* EXCERPTED DATA
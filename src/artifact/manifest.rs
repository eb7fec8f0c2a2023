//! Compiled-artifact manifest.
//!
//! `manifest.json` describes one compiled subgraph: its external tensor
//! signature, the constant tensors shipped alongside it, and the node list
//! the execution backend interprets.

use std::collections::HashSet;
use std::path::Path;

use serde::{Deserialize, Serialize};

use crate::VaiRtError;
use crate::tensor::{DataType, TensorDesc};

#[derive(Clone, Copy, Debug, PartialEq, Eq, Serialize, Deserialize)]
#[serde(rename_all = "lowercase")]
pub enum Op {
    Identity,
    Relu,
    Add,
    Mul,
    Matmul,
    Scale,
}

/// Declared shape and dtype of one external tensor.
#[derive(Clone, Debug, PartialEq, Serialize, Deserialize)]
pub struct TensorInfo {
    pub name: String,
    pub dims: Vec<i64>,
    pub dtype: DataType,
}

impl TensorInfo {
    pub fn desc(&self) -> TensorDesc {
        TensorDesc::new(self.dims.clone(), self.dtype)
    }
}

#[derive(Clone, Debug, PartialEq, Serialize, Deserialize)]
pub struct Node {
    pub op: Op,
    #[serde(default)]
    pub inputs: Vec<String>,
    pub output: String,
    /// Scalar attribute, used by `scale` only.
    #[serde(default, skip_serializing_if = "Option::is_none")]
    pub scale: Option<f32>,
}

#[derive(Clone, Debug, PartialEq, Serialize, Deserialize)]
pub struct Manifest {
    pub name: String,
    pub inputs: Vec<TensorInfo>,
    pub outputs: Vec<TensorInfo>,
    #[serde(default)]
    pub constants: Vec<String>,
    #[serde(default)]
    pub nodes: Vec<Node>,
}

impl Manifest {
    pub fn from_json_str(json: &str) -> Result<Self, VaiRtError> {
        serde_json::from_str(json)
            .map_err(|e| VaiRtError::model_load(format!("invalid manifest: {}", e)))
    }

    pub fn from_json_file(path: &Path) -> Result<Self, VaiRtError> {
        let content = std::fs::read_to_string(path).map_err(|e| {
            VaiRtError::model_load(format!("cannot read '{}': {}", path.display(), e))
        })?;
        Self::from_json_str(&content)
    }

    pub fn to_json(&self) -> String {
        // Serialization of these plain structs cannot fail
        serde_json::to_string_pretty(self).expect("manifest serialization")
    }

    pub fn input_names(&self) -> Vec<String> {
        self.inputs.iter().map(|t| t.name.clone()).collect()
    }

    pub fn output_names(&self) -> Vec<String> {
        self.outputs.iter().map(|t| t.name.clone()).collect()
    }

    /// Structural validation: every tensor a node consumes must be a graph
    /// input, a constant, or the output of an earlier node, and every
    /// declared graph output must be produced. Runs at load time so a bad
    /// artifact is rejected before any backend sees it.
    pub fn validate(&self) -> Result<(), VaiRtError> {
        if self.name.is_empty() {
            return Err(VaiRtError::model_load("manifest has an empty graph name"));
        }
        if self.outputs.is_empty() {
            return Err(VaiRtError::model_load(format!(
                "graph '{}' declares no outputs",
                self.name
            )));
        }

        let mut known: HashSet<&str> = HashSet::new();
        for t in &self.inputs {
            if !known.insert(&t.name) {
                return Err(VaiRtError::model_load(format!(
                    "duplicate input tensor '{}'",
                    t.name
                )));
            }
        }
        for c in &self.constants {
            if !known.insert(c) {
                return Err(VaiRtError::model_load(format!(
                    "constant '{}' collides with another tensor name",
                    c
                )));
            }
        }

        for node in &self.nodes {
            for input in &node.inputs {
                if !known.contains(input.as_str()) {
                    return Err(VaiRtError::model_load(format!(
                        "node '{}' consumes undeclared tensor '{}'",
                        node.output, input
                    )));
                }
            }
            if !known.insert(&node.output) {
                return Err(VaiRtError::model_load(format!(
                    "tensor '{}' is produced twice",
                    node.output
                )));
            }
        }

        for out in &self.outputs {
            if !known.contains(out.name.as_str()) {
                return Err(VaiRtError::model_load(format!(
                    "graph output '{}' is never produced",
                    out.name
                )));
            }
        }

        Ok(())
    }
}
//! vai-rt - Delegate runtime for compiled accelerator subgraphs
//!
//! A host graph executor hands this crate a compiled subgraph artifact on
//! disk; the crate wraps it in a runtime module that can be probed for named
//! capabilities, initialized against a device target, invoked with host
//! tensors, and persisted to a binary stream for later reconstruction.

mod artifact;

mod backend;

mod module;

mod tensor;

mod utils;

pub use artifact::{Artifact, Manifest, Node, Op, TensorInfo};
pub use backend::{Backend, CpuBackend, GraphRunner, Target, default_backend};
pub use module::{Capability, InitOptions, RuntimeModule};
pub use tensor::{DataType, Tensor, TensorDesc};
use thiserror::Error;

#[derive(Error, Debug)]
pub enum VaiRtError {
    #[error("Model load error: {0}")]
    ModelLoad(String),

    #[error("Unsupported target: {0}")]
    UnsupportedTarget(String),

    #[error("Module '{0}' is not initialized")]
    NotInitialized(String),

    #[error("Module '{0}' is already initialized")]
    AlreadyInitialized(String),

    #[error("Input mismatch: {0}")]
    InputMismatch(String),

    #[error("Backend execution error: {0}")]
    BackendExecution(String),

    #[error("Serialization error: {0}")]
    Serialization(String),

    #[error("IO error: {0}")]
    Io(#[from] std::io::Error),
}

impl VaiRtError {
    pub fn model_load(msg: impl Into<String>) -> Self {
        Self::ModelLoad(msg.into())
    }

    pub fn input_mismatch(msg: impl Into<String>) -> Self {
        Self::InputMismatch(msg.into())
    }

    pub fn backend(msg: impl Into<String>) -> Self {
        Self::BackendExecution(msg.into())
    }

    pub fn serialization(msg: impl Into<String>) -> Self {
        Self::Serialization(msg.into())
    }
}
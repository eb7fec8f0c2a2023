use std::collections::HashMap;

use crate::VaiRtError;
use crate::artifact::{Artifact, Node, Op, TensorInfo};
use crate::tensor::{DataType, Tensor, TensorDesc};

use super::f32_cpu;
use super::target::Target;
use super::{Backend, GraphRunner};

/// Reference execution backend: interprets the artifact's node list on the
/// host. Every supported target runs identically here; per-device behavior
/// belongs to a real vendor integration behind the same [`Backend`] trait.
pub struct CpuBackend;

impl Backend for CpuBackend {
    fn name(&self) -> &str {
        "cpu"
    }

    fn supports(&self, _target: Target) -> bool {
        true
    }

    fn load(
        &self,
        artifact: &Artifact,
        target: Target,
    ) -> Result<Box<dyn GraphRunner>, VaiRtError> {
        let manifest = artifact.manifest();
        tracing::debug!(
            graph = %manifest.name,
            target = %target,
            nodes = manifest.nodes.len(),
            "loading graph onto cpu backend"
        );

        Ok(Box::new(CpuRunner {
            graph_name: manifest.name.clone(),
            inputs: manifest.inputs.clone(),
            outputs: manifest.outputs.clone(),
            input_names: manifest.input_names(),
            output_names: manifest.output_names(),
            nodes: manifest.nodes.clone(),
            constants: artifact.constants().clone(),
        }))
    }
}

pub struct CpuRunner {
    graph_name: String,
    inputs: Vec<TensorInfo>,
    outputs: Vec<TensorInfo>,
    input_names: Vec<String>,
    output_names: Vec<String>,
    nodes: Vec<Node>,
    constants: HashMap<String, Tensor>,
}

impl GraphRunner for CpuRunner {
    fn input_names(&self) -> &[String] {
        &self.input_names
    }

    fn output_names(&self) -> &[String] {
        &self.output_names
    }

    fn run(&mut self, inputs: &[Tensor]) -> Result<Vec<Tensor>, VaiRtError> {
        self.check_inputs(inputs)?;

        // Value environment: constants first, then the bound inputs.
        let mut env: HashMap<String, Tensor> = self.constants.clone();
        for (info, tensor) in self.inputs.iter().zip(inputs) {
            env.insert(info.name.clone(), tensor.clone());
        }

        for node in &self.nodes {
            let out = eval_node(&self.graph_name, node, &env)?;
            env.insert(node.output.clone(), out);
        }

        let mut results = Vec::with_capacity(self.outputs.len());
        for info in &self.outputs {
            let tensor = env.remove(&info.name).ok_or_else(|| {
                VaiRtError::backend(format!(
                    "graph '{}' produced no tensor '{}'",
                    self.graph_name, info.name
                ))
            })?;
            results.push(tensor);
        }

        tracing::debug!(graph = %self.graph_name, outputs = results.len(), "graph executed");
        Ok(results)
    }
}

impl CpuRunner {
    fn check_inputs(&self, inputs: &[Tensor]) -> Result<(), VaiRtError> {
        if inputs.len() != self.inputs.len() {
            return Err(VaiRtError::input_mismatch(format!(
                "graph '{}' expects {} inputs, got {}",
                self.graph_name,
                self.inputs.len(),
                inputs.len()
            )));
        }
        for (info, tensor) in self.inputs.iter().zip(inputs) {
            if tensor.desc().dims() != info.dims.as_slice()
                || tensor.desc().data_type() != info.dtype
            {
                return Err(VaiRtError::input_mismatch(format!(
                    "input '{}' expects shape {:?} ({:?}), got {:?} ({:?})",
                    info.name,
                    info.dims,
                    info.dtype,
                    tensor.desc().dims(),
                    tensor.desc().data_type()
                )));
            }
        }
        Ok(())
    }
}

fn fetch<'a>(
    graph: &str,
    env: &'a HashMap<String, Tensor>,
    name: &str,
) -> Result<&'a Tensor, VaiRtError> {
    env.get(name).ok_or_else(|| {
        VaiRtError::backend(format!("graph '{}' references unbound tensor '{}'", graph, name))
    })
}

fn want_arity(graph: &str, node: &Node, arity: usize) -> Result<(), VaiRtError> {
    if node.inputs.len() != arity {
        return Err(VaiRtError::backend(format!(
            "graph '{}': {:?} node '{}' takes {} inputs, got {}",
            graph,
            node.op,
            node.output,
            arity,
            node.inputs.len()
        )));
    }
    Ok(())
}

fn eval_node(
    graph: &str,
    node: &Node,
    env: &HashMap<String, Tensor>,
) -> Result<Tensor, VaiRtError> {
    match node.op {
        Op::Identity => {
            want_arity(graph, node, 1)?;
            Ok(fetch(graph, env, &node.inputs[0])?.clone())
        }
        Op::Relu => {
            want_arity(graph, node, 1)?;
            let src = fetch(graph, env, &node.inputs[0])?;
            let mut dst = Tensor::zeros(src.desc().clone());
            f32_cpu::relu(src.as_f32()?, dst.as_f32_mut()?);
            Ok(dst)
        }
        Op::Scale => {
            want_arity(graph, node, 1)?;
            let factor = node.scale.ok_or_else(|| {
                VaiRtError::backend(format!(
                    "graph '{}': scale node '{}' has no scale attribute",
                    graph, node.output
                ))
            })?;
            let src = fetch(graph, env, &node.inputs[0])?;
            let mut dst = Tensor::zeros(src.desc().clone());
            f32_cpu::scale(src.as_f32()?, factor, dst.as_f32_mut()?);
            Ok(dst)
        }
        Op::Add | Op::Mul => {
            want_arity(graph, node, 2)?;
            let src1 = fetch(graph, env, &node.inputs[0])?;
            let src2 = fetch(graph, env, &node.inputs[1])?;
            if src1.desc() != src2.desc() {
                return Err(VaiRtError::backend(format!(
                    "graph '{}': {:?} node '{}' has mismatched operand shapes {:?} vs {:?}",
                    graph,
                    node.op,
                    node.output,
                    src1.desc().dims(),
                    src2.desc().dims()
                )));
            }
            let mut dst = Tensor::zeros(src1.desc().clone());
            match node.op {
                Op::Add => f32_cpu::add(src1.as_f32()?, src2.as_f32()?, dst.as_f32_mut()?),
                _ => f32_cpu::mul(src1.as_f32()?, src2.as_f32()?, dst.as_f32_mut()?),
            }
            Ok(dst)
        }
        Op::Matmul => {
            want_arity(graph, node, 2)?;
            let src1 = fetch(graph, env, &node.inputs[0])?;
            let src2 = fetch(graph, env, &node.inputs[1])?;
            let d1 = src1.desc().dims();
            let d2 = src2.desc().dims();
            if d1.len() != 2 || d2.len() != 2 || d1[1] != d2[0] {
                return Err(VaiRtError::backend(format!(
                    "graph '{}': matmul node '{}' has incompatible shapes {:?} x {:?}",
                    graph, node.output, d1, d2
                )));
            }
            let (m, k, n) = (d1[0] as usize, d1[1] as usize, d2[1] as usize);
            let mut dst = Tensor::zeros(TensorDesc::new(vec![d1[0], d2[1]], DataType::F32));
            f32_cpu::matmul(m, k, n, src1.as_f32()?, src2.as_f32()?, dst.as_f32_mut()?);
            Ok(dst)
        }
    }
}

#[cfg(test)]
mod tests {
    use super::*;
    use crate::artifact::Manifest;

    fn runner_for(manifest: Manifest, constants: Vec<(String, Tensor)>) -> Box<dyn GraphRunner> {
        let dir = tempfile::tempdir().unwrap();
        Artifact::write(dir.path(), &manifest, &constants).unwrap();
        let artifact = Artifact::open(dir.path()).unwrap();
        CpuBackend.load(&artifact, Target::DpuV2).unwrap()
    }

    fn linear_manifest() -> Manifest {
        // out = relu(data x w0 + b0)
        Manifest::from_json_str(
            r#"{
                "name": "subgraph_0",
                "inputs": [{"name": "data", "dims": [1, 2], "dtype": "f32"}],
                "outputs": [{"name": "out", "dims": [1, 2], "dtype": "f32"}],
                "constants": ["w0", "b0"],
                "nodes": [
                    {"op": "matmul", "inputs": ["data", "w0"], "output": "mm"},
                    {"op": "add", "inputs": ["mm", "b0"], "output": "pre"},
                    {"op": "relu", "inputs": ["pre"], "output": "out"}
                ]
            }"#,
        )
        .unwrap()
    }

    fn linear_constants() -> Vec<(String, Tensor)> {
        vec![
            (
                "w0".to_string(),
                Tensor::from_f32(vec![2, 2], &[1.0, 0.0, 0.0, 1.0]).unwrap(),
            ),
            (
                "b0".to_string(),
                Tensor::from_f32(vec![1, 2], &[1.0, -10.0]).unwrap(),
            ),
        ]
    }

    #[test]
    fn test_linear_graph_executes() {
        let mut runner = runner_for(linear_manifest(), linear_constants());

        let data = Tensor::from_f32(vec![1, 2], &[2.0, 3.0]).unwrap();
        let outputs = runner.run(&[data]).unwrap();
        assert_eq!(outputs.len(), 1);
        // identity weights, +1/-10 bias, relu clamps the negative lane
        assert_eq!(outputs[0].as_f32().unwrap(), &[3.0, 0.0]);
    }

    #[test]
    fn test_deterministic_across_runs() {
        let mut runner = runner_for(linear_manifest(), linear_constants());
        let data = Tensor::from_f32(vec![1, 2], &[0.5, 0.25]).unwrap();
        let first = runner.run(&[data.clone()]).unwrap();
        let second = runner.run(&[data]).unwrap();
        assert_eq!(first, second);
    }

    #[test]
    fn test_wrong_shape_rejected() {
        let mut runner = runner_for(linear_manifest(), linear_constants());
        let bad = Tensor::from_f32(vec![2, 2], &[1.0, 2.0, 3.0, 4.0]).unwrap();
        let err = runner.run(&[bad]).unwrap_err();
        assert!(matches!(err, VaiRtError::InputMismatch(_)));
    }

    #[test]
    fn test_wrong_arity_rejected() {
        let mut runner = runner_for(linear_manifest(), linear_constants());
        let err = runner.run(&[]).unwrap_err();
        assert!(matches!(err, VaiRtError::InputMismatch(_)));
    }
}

* YOUR INSTRUCTIONS
Every line from the top of the material through the line containing "pub struct TensorInfo" must be transcribed exactly, and no other line may appear.

* EXERCISE OUTPUT
filename src/artifact/manifest.rs
repository eb7fec8f0c2a2023
//! Compiled-artifact manifest.
//!
//! `manifest.json` describes one compiled subgraph: its external tensor
//! signature, the constant tensors shipped alongside it, and the node list
//! the execution backend interprets.

use std::collections::HashSet;
use std::path::Path;

use serde::{Deserialize, Serialize};

use crate::VaiRtError;
use crate::tensor::{DataType, TensorDesc};

#[derive(Clone, Copy, Debug, PartialEq, Eq, Serialize, Deserialize)]
#[serde(rename_all = "lowercase")]
pub enum Op {
    Identity,
    Relu,
    Add,
    Mul,
    Matmul,
    Scale,
}

/// Declared shape and dtype of one external tensor.
#[derive(Clone, Debug, PartialEq, Serialize, Deserialize)]
pub struct TensorInfo {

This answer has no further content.